- TASK PROMPT
Would you give the entries below again, precisely as they are written?

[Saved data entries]
==============================
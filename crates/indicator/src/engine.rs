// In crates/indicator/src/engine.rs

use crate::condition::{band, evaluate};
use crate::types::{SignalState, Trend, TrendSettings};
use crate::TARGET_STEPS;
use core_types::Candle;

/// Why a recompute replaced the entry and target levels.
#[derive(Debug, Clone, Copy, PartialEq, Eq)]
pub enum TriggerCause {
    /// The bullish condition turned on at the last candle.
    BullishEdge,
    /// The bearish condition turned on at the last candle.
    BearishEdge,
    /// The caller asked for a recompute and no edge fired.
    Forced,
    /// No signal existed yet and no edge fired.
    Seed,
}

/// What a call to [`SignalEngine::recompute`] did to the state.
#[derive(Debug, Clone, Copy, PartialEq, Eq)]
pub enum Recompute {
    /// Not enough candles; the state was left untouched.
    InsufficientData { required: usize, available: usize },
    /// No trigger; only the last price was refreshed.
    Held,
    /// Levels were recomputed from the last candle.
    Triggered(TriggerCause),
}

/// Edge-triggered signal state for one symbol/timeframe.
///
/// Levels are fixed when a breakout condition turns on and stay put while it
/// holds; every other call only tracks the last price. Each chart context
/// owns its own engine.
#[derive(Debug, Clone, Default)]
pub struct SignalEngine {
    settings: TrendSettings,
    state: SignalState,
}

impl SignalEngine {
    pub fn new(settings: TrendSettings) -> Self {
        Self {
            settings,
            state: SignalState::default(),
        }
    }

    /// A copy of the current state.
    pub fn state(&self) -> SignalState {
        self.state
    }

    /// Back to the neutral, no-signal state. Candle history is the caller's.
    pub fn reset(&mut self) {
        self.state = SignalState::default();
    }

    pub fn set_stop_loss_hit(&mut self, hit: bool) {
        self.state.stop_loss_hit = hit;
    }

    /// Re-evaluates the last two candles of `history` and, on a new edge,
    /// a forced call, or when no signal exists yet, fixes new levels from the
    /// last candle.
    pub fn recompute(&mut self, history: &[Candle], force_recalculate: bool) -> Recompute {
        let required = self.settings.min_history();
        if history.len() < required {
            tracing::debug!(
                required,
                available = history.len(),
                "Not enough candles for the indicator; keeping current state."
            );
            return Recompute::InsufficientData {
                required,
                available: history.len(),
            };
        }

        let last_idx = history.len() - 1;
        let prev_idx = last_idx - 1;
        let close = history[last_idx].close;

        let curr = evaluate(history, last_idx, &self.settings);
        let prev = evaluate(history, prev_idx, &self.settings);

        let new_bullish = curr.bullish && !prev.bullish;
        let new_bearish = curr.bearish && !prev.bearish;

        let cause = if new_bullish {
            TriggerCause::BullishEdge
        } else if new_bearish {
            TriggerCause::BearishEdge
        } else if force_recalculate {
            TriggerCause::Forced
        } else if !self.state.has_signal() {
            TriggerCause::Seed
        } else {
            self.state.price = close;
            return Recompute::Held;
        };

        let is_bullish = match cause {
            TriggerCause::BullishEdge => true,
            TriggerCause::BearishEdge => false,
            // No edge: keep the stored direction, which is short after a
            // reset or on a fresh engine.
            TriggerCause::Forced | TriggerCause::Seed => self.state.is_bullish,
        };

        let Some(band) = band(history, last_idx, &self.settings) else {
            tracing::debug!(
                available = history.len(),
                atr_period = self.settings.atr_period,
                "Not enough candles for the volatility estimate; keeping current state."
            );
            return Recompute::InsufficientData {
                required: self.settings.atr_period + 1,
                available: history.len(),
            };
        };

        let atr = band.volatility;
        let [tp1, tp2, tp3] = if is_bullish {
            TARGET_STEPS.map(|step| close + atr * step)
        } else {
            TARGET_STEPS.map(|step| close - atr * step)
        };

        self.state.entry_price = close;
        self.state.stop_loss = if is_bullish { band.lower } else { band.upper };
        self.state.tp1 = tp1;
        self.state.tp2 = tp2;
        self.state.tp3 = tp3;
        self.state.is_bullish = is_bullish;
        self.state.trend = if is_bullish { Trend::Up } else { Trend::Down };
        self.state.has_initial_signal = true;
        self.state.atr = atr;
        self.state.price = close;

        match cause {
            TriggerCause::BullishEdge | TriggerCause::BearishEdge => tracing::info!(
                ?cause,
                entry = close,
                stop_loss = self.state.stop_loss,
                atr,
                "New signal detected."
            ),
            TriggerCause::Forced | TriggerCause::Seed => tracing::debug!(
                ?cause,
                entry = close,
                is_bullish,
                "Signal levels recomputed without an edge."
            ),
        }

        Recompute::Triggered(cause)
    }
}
==============================
- YOUR RESPONSE
filename crates/indicator/src/engine.rs
// In crates/indicator/src/engine.rs

use crate::condition::{band, evaluate};
use crate::types::{SignalState, Trend, TrendSettings};
use crate::TARGET_STEPS;
use core_types::Candle;

/// Why a recompute replaced the entry and target levels.
#[derive(Debug, Clone, Copy, PartialEq, Eq)]
pub enum TriggerCause {
    /// The bullish condition turned on at the last candle.
    BullishEdge,
    /// The bearish condition turned on at the last candle.
    BearishEdge,
    /// The caller asked for a recompute and no edge fired.
    Forced,
    /// No signal existed yet and no edge fired.
    Seed,
}

/// What a call to [`SignalEngine::recompute`] did to the state.
#[derive(Debug, Clone, Copy, PartialEq, Eq)]
pub enum Recompute {
    /// Not enough candles; the state was left untouched.
    InsufficientData { required: usize, available: usize },
    /// No trigger; only the last price was refreshed.
    Held,
    /// Levels were recomputed from the last candle.
    Triggered(TriggerCause),
}

/// Edge-triggered signal state for one symbol/timeframe.
///
/// Levels are fixed when a breakout condition turns on and stay put while it
/// holds; every other call only tracks the last price. Each chart context
/// owns its own engine.
#[derive(Debug, Clone, Default)]
pub struct SignalEngine {
    settings: TrendSettings,
    state: SignalState,
}

impl SignalEngine {
    pub fn new(settings: TrendSettings) -> Self {
        Self {
            settings,
            state: SignalState::default(),
        }
    }

    /// A copy of the current state.
    pub fn state(&self) -> SignalState {
        self.state
    }

    /// Back to the neutral, no-signal state. Candle history is the caller's.
    pub fn reset(&mut self) {
        self.state = SignalState::default();
    }

    pub fn set_stop_loss_hit(&mut self, hit: bool) {
        self.state.stop_loss_hit = hit;
    }

    /// Re-evaluates the last two candles of `history` and, on a new edge,
    /// a forced call, or when no signal exists yet, fixes new levels from the
    /// last candle.
    pub fn recompute(&mut self, history: &[Candle], force_recalculate: bool) -> Recompute {
        let required = self.settings.min_history();
        if history.len() < required {
            tracing::debug!(
                required,
                available = history.len(),
                "Not enough candles for the indicator; keeping current state."
            );
            return Recompute::InsufficientData {
                required,
                available: history.len(),
            };
        }

        let last_idx = history.len() - 1;
        let prev_idx = last_idx - 1;
        let close = history[last_idx].close;

        let curr = evaluate(history, last_idx, &self.settings);
        let prev = evaluate(history, prev_idx, &self.settings);

        let new_bullish = curr.bullish && !prev.bullish;
        let new_bearish = curr.bearish && !prev.bearish;

        let cause = if new_bullish {
            TriggerCause::BullishEdge
        } else if new_bearish {
            TriggerCause::BearishEdge
        } else if force_recalculate {
            TriggerCause::Forced
        } else if !self.state.has_signal() {
            TriggerCause::Seed
        } else {
            self.state.price = close;
            return Recompute::Held;
        };

        let is_bullish = match cause {
            TriggerCause::BullishEdge => true,
            TriggerCause::BearishEdge => false,
            // No edge: keep the stored direction, which is short after a
            // reset or on a fresh engine.
            TriggerCause::Forced | TriggerCause::Seed => self.state.is_bullish,
        };

        let Some(band) = band(history, last_idx, &self.settings) else {
            tracing::debug!(
                available = history.len(),
                atr_period = self.settings.atr_period,
                "Not enough candles for the volatility estimate; keeping current state."
            );
            return Recompute::InsufficientData {
                required: self.settings.atr_period + 1,
                available: history.len(),
            };
        };

        let atr = band.volatility;
        let [tp1, tp2, tp3] = if is_bullish {
            TARGET_STEPS.map(|step| close + atr * step)
        } else {
            TARGET_STEPS.map(|step| close - atr * step)
        };

        self.state.entry_price = close;
        self.state.stop_loss = if is_bullish { band.lower } else { band.upper };
        self.state.tp1 = tp1;
        self.state.tp2 = tp2;
        self.state.tp3 = tp3;
        self.state.is_bullish = is_bullish;
        self.state.trend = if is_bullish { Trend::Up } else { Trend::Down };
        self.state.has_initial_signal = true;
        self.state.atr = atr;
        self.state.price = close;

        match cause {
            TriggerCause::BullishEdge | TriggerCause::BearishEdge => tracing::info!(
                ?cause,
                entry = close,
                stop_loss = self.state.stop_loss,
                atr,
                "New signal detected."
            ),
            TriggerCause::Forced | TriggerCause::Seed => tracing::debug!(
                ?cause,
                entry = close,
                is_bullish,
                "Signal levels recomputed without an edge."
            ),
        }

        Recompute::Triggered(cause)
    }
}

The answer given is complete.